A beginner’s guide organized by color (no key) but with lots of additional information for each species, including a detailed physical description, habitat notes, fruiting season, folklore, and whether it’s edible. There are also essays on mushroom anatomy and, of course, cooking and eating mushrooms. It’s a beginner’s book, but a serious one. It covers 700 species and is small enough and sturdy enough to live in the bottom of a well-used day pack.

The book does have a few errors, some of them serious, and since it covers all of North America, there are many species within its range it cannot accommodate—it’s a good book for beginners, to be followed up with a more advanced text with a regional focus.

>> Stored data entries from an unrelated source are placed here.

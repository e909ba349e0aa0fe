use cozy_chess::{Board, Color, Piece};

const PIECES: usize = 5;

/// Middlegame and endgame piece values, blended by game phase.
///
/// <https://www.chessprogramming.org/Tapered_Eval>
#[derive(Debug, Clone, Copy)]
pub struct PieceValues {
    mg: [f32; PIECES],
    eg: [f32; PIECES],
}

impl Default for PieceValues {
    fn default() -> Self {
        Self {
            mg: [98.0, 325.0, 335.0, 510.0, 975.0],
            eg: [113.0, 340.0, 350.0, 560.0, 1020.0],
        }
    }
}

impl PieceValues {
    pub fn new(mg: [f32; PIECES], eg: [f32; PIECES]) -> Self {
        Self { mg, eg }
    }

    /// Value of `piece` at `phase` (1.0 = opening, 0.0 = endgame). Kings are worth nothing.
    #[inline(always)]
    pub fn get(&self, piece: Piece, phase: f32) -> i16 {
        if piece == Piece::King {
            return 0;
        }
        let idx = piece as usize;
        (self.mg[idx] * phase + self.eg[idx] * (1.0 - phase)).round() as i16
    }

    /// Material of one side at `phase`.
    pub fn side_material(&self, board: &Board, color: Color, phase: f32) -> i16 {
        Piece::ALL
            .iter()
            .map(|&piece| self.get(piece, phase) * board.colored_pieces(color, piece).len() as i16)
            .sum()
    }
}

All That Rain Promises and More: A Hip Pocket Guide to Western Mushrooms, by David Arora

This one is a pocket-sized beginner’s field reference covering just 200 species, but by focusing on a single region, it can cover most of the species the user is likely to encounter in that region. The book is also designed to work as a companion to the much larger and much more comprehensive Mushrooms Demystified, by the same author, and is cross-referenced accordingly. More advanced mycophiles can use it to jog their memories or to quickly look up details while in the field. A large helping of whimsy is an added benefit—the trollish-looking person with a mushroom and a trumpet on the cover is a good indication of the book’s mood, as the pages are sprinkled with quotes and pictures documenting various, often quirky, mushroom adventures.

A drawback is that there are no notes on look-alikes, making it difficult for beginners especially to be sure they’ve got the right species. The color in the gorgeous color pictures is also a little off, which also can make some things difficult. But overall, users love the book for being beginner-friendly, clear, and engaging. It’s a great as a first step or as a supplement for other books.

Reddit and Other Forums

Online forums, such as those found on Reddit or Facebook, can be great places to learn about mushrooms, but it’s important to recognize that Reddit or Facebook, or whatever else are not really information sources. Rather, they are ways to get in touch with people who may be information sources. Or, the people might not know anything relevant at all.

Using online forums is a bit like trying to find information in a crowded room (“hey everybody! Can anybody here remember if Stropharia species have skirts?”). If you happen to encounter a well-informed expert, you can learn a lot. If you encounter a misinformed person who likes to talk, you can end up seriously confused. The key is to use these forums as ways to get to know people, so you can learn who is reliable.